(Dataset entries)
──────
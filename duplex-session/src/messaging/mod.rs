mod jsonl_persistence;
mod message_bus;
mod persistence;

pub use jsonl_persistence::*;
pub use message_bus::*;
pub use persistence::*;
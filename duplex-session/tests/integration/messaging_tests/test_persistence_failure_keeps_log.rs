use duplex_core::ConversationKey;
use duplex_session::MessagePersistence;

use crate::integration::{connect_pair, init_tracing};
use crate::utils::{TestWorld, alice, bob, wait_for_messages};

#[tokio::test]
async fn test_persistence_failure_keeps_log() {
    init_tracing();

    let world = TestWorld::new();
    let (a, b) = connect_pair(&world, &alice(), &bob()).await;
    world.persistence.set_failing(true);

    a.session
        .send_message("not saved")
        .await
        .expect("Send failed")
        .expect("Data channel not open");
    wait_for_messages(&b.session, 1).await.expect("Bob got nothing");
    assert_eq!(a.session.messages().len(), 1);

    a.session.close().await;
    b.session.close().await;

    world.persistence.set_failing(false);
    let key = ConversationKey::for_peers(&alice().id, &bob().id);
    assert!(world
        .persistence
        .load_messages(&key)
        .await
        .expect("Load failed")
        .is_empty());
}
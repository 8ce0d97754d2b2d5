use crate::model::message::{ChatMessage, MessageKind};
use crate::model::peer::{PeerId, pair_key};
use chrono::{DateTime, Utc};
use serde::{Deserialize, Serialize};
use std::fmt;

/// Key of a stored conversation between two peers; same derivation as the room key.
#[derive(Debug, Serialize, Deserialize, Clone, Hash, Eq, PartialEq, Ord, PartialOrd)]
#[serde(transparent)]
pub struct ConversationKey(String);

impl ConversationKey {
    pub fn for_peers(a: &PeerId, b: &PeerId) -> Self {
        Self(pair_key(a, b))
    }

    pub fn as_str(&self) -> &str {
        &self.0
    }
}

impl fmt::Display for ConversationKey {
    fn fmt(&self, f: &mut fmt::Formatter<'_>) -> fmt::Result {
        write!(f, "{}", self.0)
    }
}

/// Persisted form of a chat message. Ownership is not stored: it depends on
/// who loads the conversation.
#[derive(Debug, Clone, Serialize, Deserialize, PartialEq)]
#[serde(rename_all = "camelCase")]
pub struct StoredMessage {
    pub id: String,
    pub conversation_key: ConversationKey,
    pub sender_id: PeerId,
    pub sender_name: String,
    pub receiver_id: PeerId,
    pub body: String,
    pub kind: MessageKind,
    pub timestamp: DateTime<Utc>,
}

impl StoredMessage {
    pub fn from_message(message: &ChatMessage, receiver_id: &PeerId) -> Self {
        Self {
            id: message.id.clone(),
            conversation_key: ConversationKey::for_peers(&message.sender_id, receiver_id),
            sender_id: message.sender_id.clone(),
            sender_name: message.sender_name.clone(),
            receiver_id: receiver_id.clone(),
            body: message.body.clone(),
            kind: message.kind,
            timestamp: message.timestamp,
        }
    }

    pub fn into_message(self, local_id: &PeerId) -> ChatMessage {
        ChatMessage::with_details(
            local_id,
            self.id,
            self.sender_id,
            self.sender_name,
            self.body,
            self.kind,
            self.timestamp,
        )
    }
}

/// Per-owner summary row shown in a conversation list.
#[derive(Debug, Clone, Serialize, Deserialize, PartialEq)]
#[serde(rename_all = "camelCase")]
pub struct ConversationSummary {
    pub owner_id: PeerId,
    pub other_id: PeerId,
    pub other_name: String,
    pub last_message: String,
    pub last_message_sender_id: PeerId,
    pub last_message_at: DateTime<Utc>,
    pub created_at: DateTime<Utc>,
    pub updated_at: DateTime<Utc>,
}

impl ConversationSummary {
    pub fn id(&self) -> String {
        format!("{}_{}", self.owner_id, ConversationKey::for_peers(&self.owner_id, &self.other_id))
    }
}
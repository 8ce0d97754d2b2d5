use thiserror::Error;

/// Failure talking to the shared document store. Recoverable, never retried
/// automatically.
#[derive(Debug, Error, Clone, PartialEq, Eq)]
pub enum StoreError {
    #[error("Store unavailable: {0}")]
    Unavailable(String),
    #[error("Transaction on {path} failed: {reason}")]
    Transaction { path: String, reason: String },
    #[error("Malformed document at {path}: {reason}")]
    Decode { path: String, reason: String },
}

/// Failure inside the peer transport. User-visible, non-fatal.
#[derive(Debug, Error, Clone, PartialEq, Eq)]
pub enum TransportError {
    #[error("Failed to set up peer connection: {0}")]
    Setup(String),
    #[error("Session description rejected: {0}")]
    Description(String),
    #[error("ICE candidate rejected: {0}")]
    Candidate(String),
    #[error("Transport is closed")]
    Closed,
}

#[derive(Debug, Error)]
pub enum PersistenceError {
    #[error("Persistence unavailable: {0}")]
    Unavailable(String),
    #[error("I/O error: {0}")]
    Io(#[from] std::io::Error),
    #[error("Serialization error: {0}")]
    Json(#[from] serde_json::Error),
}

/// Everything a session reports on its notification stream.
#[derive(Debug, Error, Clone, PartialEq, Eq)]
pub enum SessionError {
    #[error(transparent)]
    Store(#[from] StoreError),
    #[error(transparent)]
    Transport(#[from] TransportError),
    #[error("Failed to encode message: {0}")]
    Encode(String),
    #[error("Session is closed")]
    Closed,
}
──────
> TASK STATEMENT
Output all entries again exactly; no line may be altered.

> RESPONSE BOX
filename duplex-session/src/messaging/mod.rs
mod jsonl_persistence;
mod message_bus;
mod persistence;

pub use jsonl_persistence::*;
pub use message_bus::*;
pub use persistence::*;
filename duplex-session/tests/integration/messaging_tests/test_persistence_failure_keeps_log.rs
use duplex_core::ConversationKey;
use duplex_session::MessagePersistence;

use crate::integration::{connect_pair, init_tracing};
use crate::utils::{TestWorld, alice, bob, wait_for_messages};

#[tokio::test]
async fn test_persistence_failure_keeps_log() {
    init_tracing();

    let world = TestWorld::new();
    let (a, b) = connect_pair(&world, &alice(), &bob()).await;
    world.persistence.set_failing(true);

    a.session
        .send_message("not saved")
        .await
        .expect("Send failed")
        .expect("Data channel not open");
    wait_for_messages(&b.session, 1).await.expect("Bob got nothing");
    assert_eq!(a.session.messages().len(), 1);

    a.session.close().await;
    b.session.close().await;

    world.persistence.set_failing(false);
    let key = ConversationKey::for_peers(&alice().id, &bob().id);
    assert!(world
        .persistence
        .load_messages(&key)
        .await
        .expect("Load failed")
        .is_empty());
}
repository 8ce0d97754d2b2d5
use crate::model::message::{ChatMessage, MessageKind};
use crate::model::peer::{PeerId, pair_key};
use chrono::{DateTime, Utc};
use serde::{Deserialize, Serialize};
use std::fmt;

/// Key of a stored conversation between two peers; same derivation as the room key.
#[derive(Debug, Serialize, Deserialize, Clone, Hash, Eq, PartialEq, Ord, PartialOrd)]
#[serde(transparent)]
pub struct ConversationKey(String);

impl ConversationKey {
    pub fn for_peers(a: &PeerId, b: &PeerId) -> Self {
        Self(pair_key(a, b))
    }

    pub fn as_str(&self) -> &str {
        &self.0
    }
}

impl fmt::Display for ConversationKey {
    fn fmt(&self, f: &mut fmt::Formatter<'_>) -> fmt::Result {
        write!(f, "{}", self.0)
    }
}

/// Persisted form of a chat message. Ownership is not stored: it depends on
/// who loads the conversation.
#[derive(Debug, Clone, Serialize, Deserialize, PartialEq)]
#[serde(rename_all = "camelCase")]
pub struct StoredMessage {
    pub id: String,
    pub conversation_key: ConversationKey,
    pub sender_id: PeerId,
    pub sender_name: String,
    pub receiver_id: PeerId,
    pub body: String,
    pub kind: MessageKind,
    pub timestamp: DateTime<Utc>,
}

impl StoredMessage {
    pub fn from_message(message: &ChatMessage, receiver_id: &PeerId) -> Self {
        Self {
            id: message.id.clone(),
            conversation_key: ConversationKey::for_peers(&message.sender_id, receiver_id),
            sender_id: message.sender_id.clone(),
            sender_name: message.sender_name.clone(),
            receiver_id: receiver_id.clone(),
            body: message.body.clone(),
            kind: message.kind,
            timestamp: message.timestamp,
        }
    }

    pub fn into_message(self, local_id: &PeerId) -> ChatMessage {
        ChatMessage::with_details(
            local_id,
            self.id,
            self.sender_id,
            self.sender_name,
            self.body,
            self.kind,
            self.timestamp,
        )
    }
}

/// Per-owner summary row shown in a conversation list.
#[derive(Debug, Clone, Serialize, Deserialize, PartialEq)]
#[serde(rename_all = "camelCase")]
pub struct ConversationSummary {
    pub owner_id: PeerId,
    pub other_id: PeerId,
    pub other_name: String,
    pub last_message: String,
    pub last_message_sender_id: PeerId,
    pub last_message_at: DateTime<Utc>,
    pub created_at: DateTime<Utc>,
    pub updated_at: DateTime<Utc>,
}

impl ConversationSummary {
    pub fn id(&self) -> String {
        format!("{}_{}", self.owner_id, ConversationKey::for_peers(&self.owner_id, &self.other_id))
    }
}
repository 8ce0d97754d2b2d5
use thiserror::Error;

/// Failure talking to the shared document store. Recoverable, never retried
/// automatically.
#[derive(Debug, Error, Clone, PartialEq, Eq)]
pub enum StoreError {
    #[error("Store unavailable: {0}")]
    Unavailable(String),
    #[error("Transaction on {path} failed: {reason}")]
    Transaction { path: String, reason: String },
    #[error("Malformed document at {path}: {reason}")]
    Decode { path: String, reason: String },
}

/// Failure inside the peer transport. User-visible, non-fatal.
#[derive(Debug, Error, Clone, PartialEq, Eq)]
pub enum TransportError {
    #[error("Failed to set up peer connection: {0}")]
    Setup(String),
    #[error("Session description rejected: {0}")]
    Description(String),
    #[error("ICE candidate rejected: {0}")]
    Candidate(String),
    #[error("Transport is closed")]
    Closed,
}

#[derive(Debug, Error)]
pub enum PersistenceError {
    #[error("Persistence unavailable: {0}")]
    Unavailable(String),
    #[error("I/O error: {0}")]
    Io(#[from] std::io::Error),
    #[error("Serialization error: {0}")]
    Json(#[from] serde_json::Error),
}

/// Everything a session reports on its notification stream.
#[derive(Debug, Error, Clone, PartialEq, Eq)]
pub enum SessionError {
    #[error(transparent)]
    Store(#[from] StoreError),
    #[error(transparent)]
    Transport(#[from] TransportError),
    #[error("Failed to encode message: {0}")]
    Encode(String),
    #[error("Session is closed")]
    Closed,
}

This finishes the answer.